INFORMATION GIVEN:
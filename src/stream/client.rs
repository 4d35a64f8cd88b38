//! Filter stream client

use bytes::Bytes;
use futures::StreamExt;
use reqwest::header::AUTHORIZATION;
use tracing::{debug, error, info, warn};

use super::{Credentials, OAuthSigner, SessionEnd, SessionSummary, StreamMessage};
use crate::config::StreamConfig;
use crate::error::{Error, Result};
use crate::listener::{is_rate_limit, ListenerControl, StreamListener};

/// Opens one filter-stream connection per [`run`](Self::run) and feeds the
/// listener until the session ends.
#[derive(Debug)]
pub struct StreamClient {
    http: reqwest::Client,
    signer: OAuthSigner,
    config: StreamConfig,
}

impl StreamClient {
    pub fn new(credentials: Credentials, config: StreamConfig) -> Result<Self> {
        let http = reqwest::Client::builder()
            .connect_timeout(config.timeout())
            .user_agent(concat!("tweetforge/", env!("CARGO_PKG_VERSION")))
            .build()?;

        Ok(Self {
            http,
            signer: OAuthSigner::new(credentials),
            config,
        })
    }

    pub fn config(&self) -> &StreamConfig {
        &self.config
    }

    async fn connect(&self) -> Result<reqwest::Response> {
        let params = self.config.form_params();
        let authorization = self.signer.sign("POST", &self.config.url, &params)?;

        info!(url = %self.config.url, track = ?self.config.track_list(), "Connecting to filter stream");

        let response = self
            .http
            .post(&self.config.url)
            .header(AUTHORIZATION, authorization)
            .form(&params)
            .send()
            .await?;

        Ok(response)
    }

    /// Run one session.
    ///
    /// Returns how the session ended. An error from the listener halts the
    /// session and is returned as is; statuses already processed stay in the
    /// listener.
    pub async fn run<L>(&self, listener: &mut L) -> Result<SessionSummary>
    where
        L: StreamListener + ?Sized,
    {
        let response = self.connect().await?;
        let status = response.status();

        if !status.is_success() {
            let code = status.as_u16();
            let body = response.text().await.unwrap_or_default();
            warn!(status_code = code, body = %body, "Stream request rejected");

            return match listener.on_error(code) {
                ListenerControl::Stop => Ok(SessionSummary {
                    end: if is_rate_limit(code) { SessionEnd::RateLimited } else { SessionEnd::Stopped },
                    statuses: 0,
                    messages: 0,
                }),
                ListenerControl::Continue if is_rate_limit(code) => Err(Error::RateLimit(code)),
                ListenerControl::Continue if code == 401 => {
                    Err(Error::auth("Stream request was not authorized"))
                },
                ListenerControl::Continue => {
                    Err(Error::stream(format!("Stream request failed with status {}", code)))
                },
            };
        }

        info!(status = %status, "Connected to filter stream");

        let mut summary = SessionSummary {
            end: SessionEnd::Completed,
            statuses: 0,
            messages: 0,
        };
        let mut body = response.bytes_stream();
        let mut framer = LineFramer::default();
        let idle_timeout = self.config.timeout();

        loop {
            let chunk: Bytes = match tokio::time::timeout(idle_timeout, body.next()).await {
                Ok(Some(chunk)) => chunk?,
                Ok(None) => break,
                Err(_) => {
                    return Err(Error::stream(format!(
                        "No data received for {} seconds",
                        idle_timeout.as_secs()
                    )))
                },
            };

            for line in framer.push(&chunk) {
                if let Some(end) = dispatch(&line, listener, &mut summary)? {
                    summary.end = end;
                    info!(end = %end, statuses = summary.statuses, "Stream session ended");
                    return Ok(summary);
                }
            }
        }

        if let Some(line) = framer.finish() {
            if let Some(end) = dispatch(&line, listener, &mut summary)? {
                summary.end = end;
            }
        }

        info!(end = %summary.end, statuses = summary.statuses, "Stream body ended");
        Ok(summary)
    }
}

/// Handle one line; `Some` ends the session
fn dispatch<L>(line: &str, listener: &mut L, summary: &mut SessionSummary) -> Result<Option<SessionEnd>>
where
    L: StreamListener + ?Sized,
{
    summary.messages += 1;

    let message = match StreamMessage::parse(line) {
        Ok(message) => message,
        Err(e) => {
            warn!(error = %e, "Skipping malformed stream line");
            return Ok(None);
        },
    };

    match message {
        StreamMessage::Status(status) => {
            summary.statuses += 1;
            let control = listener.on_status(&status).map_err(|e| {
                error!(
                    status_id = status.id_str().as_deref().unwrap_or("<no id>"),
                    error = %e,
                    "Listener failed, halting session"
                );
                e
            })?;
            if control.is_stop() {
                return Ok(Some(SessionEnd::Stopped));
            }
        },
        StreamMessage::Delete(notice) => debug!(notice = %notice, "Deletion notice"),
        StreamMessage::Limit { undelivered } => info!(undelivered, "Limit notice"),
        StreamMessage::Disconnect { code, reason } => {
            warn!(code = ?code, reason = %reason, "Provider disconnected the stream");
            return Ok(Some(SessionEnd::Disconnected));
        },
        StreamMessage::Warning { code, message } => {
            warn!(code = %code, message = %message, "Stream warning")
        },
        StreamMessage::Other(_) => debug!("Ignoring unrecognized stream message"),
    }

    Ok(None)
}

/// Splits the body into newline-terminated lines across chunk boundaries
#[derive(Debug, Default)]
struct LineFramer {
    buffer: Vec<u8>,
}

impl LineFramer {
    /// Append a chunk and take every complete non-blank line
    fn push(&mut self, chunk: &[u8]) -> Vec<String> {
        self.buffer.extend_from_slice(chunk);

        let mut lines = Vec::new();
        while let Some(newline) = self.buffer.iter().position(|&b| b == b'\n') {
            let raw: Vec<u8> = self.buffer.drain(..=newline).collect();
            let line = String::from_utf8_lossy(&raw).trim().to_string();
            // blank lines are keep-alives
            if !line.is_empty() {
                lines.push(line);
            }
        }
        lines
    }

    /// Whatever is left after the body ends
    fn finish(&mut self) -> Option<String> {
        let line = String::from_utf8_lossy(&self.buffer).trim().to_string();
        self.buffer.clear();
        (!line.is_empty()).then_some(line)
    }
}
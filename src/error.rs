//! Error handling module for tweetforge
//!
//! This module defines the error types used throughout the application,
//! providing a unified error handling strategy for the stream session,
//! the classifier and the aggregation stage.

use thiserror::Error;

use crate::aggregate::AggregationError;
use crate::models::ExtractionError;

/// Result type alias for tweetforge operations
pub type Result<T> = std::result::Result<T, Error>;

/// Main error type for tweetforge
#[derive(Error, Debug)]
pub enum Error {
    /// Configuration errors
    #[error("Configuration error: {0}")]
    Config(String),

    /// A status was missing one of the fixed record fields
    #[error("Extraction error: {0}")]
    Extraction(#[from] ExtractionError),

    /// The collected records could not be turned into a table
    #[error("Aggregation error: {0}")]
    Aggregation(#[from] AggregationError),

    /// Serialization/deserialization errors
    #[error("Serialization error: {0}")]
    Serialization(#[from] serde_json::Error),

    /// IO errors
    #[error("IO error: {0}")]
    Io(#[from] std::io::Error),

    /// HTTP client errors
    #[error("HTTP error: {0}")]
    Http(String),

    /// The stream endpoint refused or broke the connection
    #[error("Stream error: {0}")]
    Stream(String),

    /// Request signing failed
    #[error("Authentication error: {0}")]
    Auth(String),

    /// The provider signalled a rate limit
    #[error("Rate limited by provider (status {0})")]
    RateLimit(u16),

    /// Generic internal errors
    #[error("Internal error: {0}")]
    Internal(String),
}

impl Error {
    /// Create a configuration error
    pub fn config<S: Into<String>>(msg: S) -> Self {
        Error::Config(msg.into())
    }

    /// Create a stream error
    pub fn stream<S: Into<String>>(msg: S) -> Self {
        Error::Stream(msg.into())
    }

    /// Create an authentication error
    pub fn auth<S: Into<String>>(msg: S) -> Self {
        Error::Auth(msg.into())
    }

    /// Create an internal error
    pub fn internal<S: Into<String>>(msg: S) -> Self {
        Error::Internal(msg.into())
    }

    /// Check if a supervisor could reasonably reconnect after this error
    pub fn is_retryable(&self) -> bool {
        matches!(self, Error::Http(_) | Error::Stream(_) | Error::RateLimit(_))
    }

    /// Short machine-readable name of the error kind, used in log fields
    pub fn error_type(&self) -> &'static str {
        match self {
            Error::Config(_) => "configuration_error",
            Error::Extraction(_) => "extraction_error",
            Error::Aggregation(_) => "aggregation_error",
            Error::Serialization(_) => "serialization_error",
            Error::Io(_) => "io_error",
            Error::Http(_) => "http_error",
            Error::Stream(_) => "stream_error",
            Error::Auth(_) => "auth_error",
            Error::RateLimit(_) => "rate_limit",
            Error::Internal(_) => "internal_error",
        }
    }
}

impl From<reqwest::Error> for Error {
    fn from(err: reqwest::Error) -> Self {
        Error::Http(err.to_string())
    }
}

/// Convert from anyhow::Error to our Error type
impl From<anyhow::Error> for Error {
    fn from(err: anyhow::Error) -> Self {
        Error::Internal(err.to_string())
    }
}

/// Convert from envconfig::Error to our Error type
impl From<envconfig::Error> for Error {
    fn from(err: envconfig::Error) -> Self {
        Error::Config(err.to_string())
    }
}

#[cfg(test)]
mod tests {
    use super::*;
    use crate::models::{Category, ExtractionErrorKind};

    #[test]
    fn test_error_retryable() {
        assert!(Error::stream("connection reset").is_retryable());
        assert!(Error::RateLimit(420).is_retryable());
        assert!(!Error::config("missing key").is_retryable());
        assert!(!Error::internal("boom").is_retryable());
    }

    #[test]
    fn test_extraction_error_converts() {
        let err: Error =
            ExtractionError::new(ExtractionErrorKind::MissingField, "lang", Category::Quoted)
                .into();
        assert_eq!(err.error_type(), "extraction_error");
        let message = err.to_string();
        assert!(message.contains("lang"));
        assert!(message.contains("Quoted"));
    }

    #[test]
    fn test_anyhow_converts_to_internal() {
        let err: Error = anyhow::anyhow!("something odd").into();
        assert!(matches!(err, Error::Internal(ref m) if m == "something odd"));
    }
}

WHAT YOU ARE ASKED TO DO: If a line contains the word "code", it counts; please state how many such lines the records above have, and nothing more.

WORKED SOLUTION: 11